I'm in a better shape than yesterday.
nateriver10 wrote...
Fligger wrote...
A big mistake since there are lot of parasits what are animals.
Fligger wrote...
Don't be mad but you're anthropocentrist on that way to see it.
That's not my point, now is it? What I said is that I don't think parasites have morals but other animals do. Why is it a big mistake? To prove my point I wouldn't need to prove it in all animals, just one aside from humans.
I really don't see why. It's not a matter of disagreement either. I just literally don't understand where you got that from my comment. Not being sarcastig either. I'd appreciate an explanation.
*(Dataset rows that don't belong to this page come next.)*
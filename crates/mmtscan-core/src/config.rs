//! Scan configuration.
//!
//! Every field is optional in the YAML file; the defaults reproduce the
//! standard scan: `.mmt` files under the current directory, the five required
//! annotations, and progress lines padded to 70 columns.

use std::collections::HashSet;
use std::path::{Path, PathBuf};

use serde::{Deserialize, Serialize};

use crate::error::ConfigError;

/// Metadata keys every model must carry, in the order they are checked.
pub const REQUIRED_ANNOTATIONS: [&str; 5] = ["name", "mmt_authors", "version", "desc", "display_name"];

/// Extension (without the dot) of candidate model files.
pub const DEFAULT_EXTENSION: &str = "mmt";

/// Minimum width progress lines are padded to with dots.
pub const DEFAULT_PROGRESS_WIDTH: usize = 70;

/// Configuration for a scan run.
#[derive(Debug, Clone, PartialEq, Eq, Serialize, Deserialize)]
#[serde(default, deny_unknown_fields)]
pub struct ScanConfig {
    /// Directory to scan when none is given on the command line.
    pub root: PathBuf,
    /// Candidate file extension, without the leading dot.
    pub extension: String,
    /// Required metadata keys, checked in order.
    pub required_annotations: Vec<String>,
    /// Progress lines are padded with dots to at least this many characters.
    pub progress_width: usize,
}

impl Default for ScanConfig {
    fn default() -> Self {
        Self {
            root: PathBuf::from("."),
            extension: DEFAULT_EXTENSION.to_string(),
            required_annotations: REQUIRED_ANNOTATIONS.iter().map(|k| k.to_string()).collect(),
            progress_width: DEFAULT_PROGRESS_WIDTH,
        }
    }
}

impl ScanConfig {
    /// Load a configuration from a YAML file and validate it.
    pub fn from_file(path: &Path) -> Result<Self, ConfigError> {
        let raw = std::fs::read_to_string(path).map_err(|source| ConfigError::Read {
            path: path.to_path_buf(),
            source,
        })?;
        Self::from_yaml(&raw, path)
    }

    /// Parse a configuration from YAML text. `origin` is only used in errors.
    pub fn from_yaml(raw: &str, origin: &Path) -> Result<Self, ConfigError> {
        // An empty document means "all defaults".
        if raw.trim().is_empty() {
            return Ok(Self::default());
        }
        let config: Self = serde_yaml::from_str(raw).map_err(|source| ConfigError::Parse {
            path: origin.to_path_buf(),
            source,
        })?;
        config.validate()?;
        Ok(config)
    }

    /// Check the configuration for values that would make a scan meaningless.
    pub fn validate(&self) -> Result<(), ConfigError> {
        if self.extension.is_empty() || self.extension.contains('.') {
            return Err(ConfigError::InvalidExtension(self.extension.clone()));
        }
        if self.required_annotations.is_empty() {
            return Err(ConfigError::NoRequiredAnnotations);
        }
        let mut seen = HashSet::new();
        for key in &self.required_annotations {
            if key.is_empty() {
                return Err(ConfigError::EmptyAnnotation);
            }
            if !seen.insert(key.as_str()) {
                return Err(ConfigError::DuplicateAnnotation(key.clone()));
            }
        }
        Ok(())
    }
}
1) Let's see. Why do I insist on parasits ? Take the ichneumon : a wasp specie "laying" its egg into a living and vivid host. Since this wasp take the burden to approach a living target, not killing it nor stunning it, and putting its egg inside the target's body ; the egg will not be the prey of other insects, as long as the host fights for its survival. In the same time, the egg hatch and the larva begin to eat the host from inside, but keep off from eating organs essential for the host survival. This way the host is still able to move away from its predators and keeps the hosted larva alive in the same time, until the larva have nearly eat all it can of its host and get out of it to the next stage of its development.
Now try to look it with your moral eyes and tell me what you think.
2) About wolves, lions and such.
When male lions take control of a female group by fighting down some other males, they kill all the cubs so the females get in heat quicker.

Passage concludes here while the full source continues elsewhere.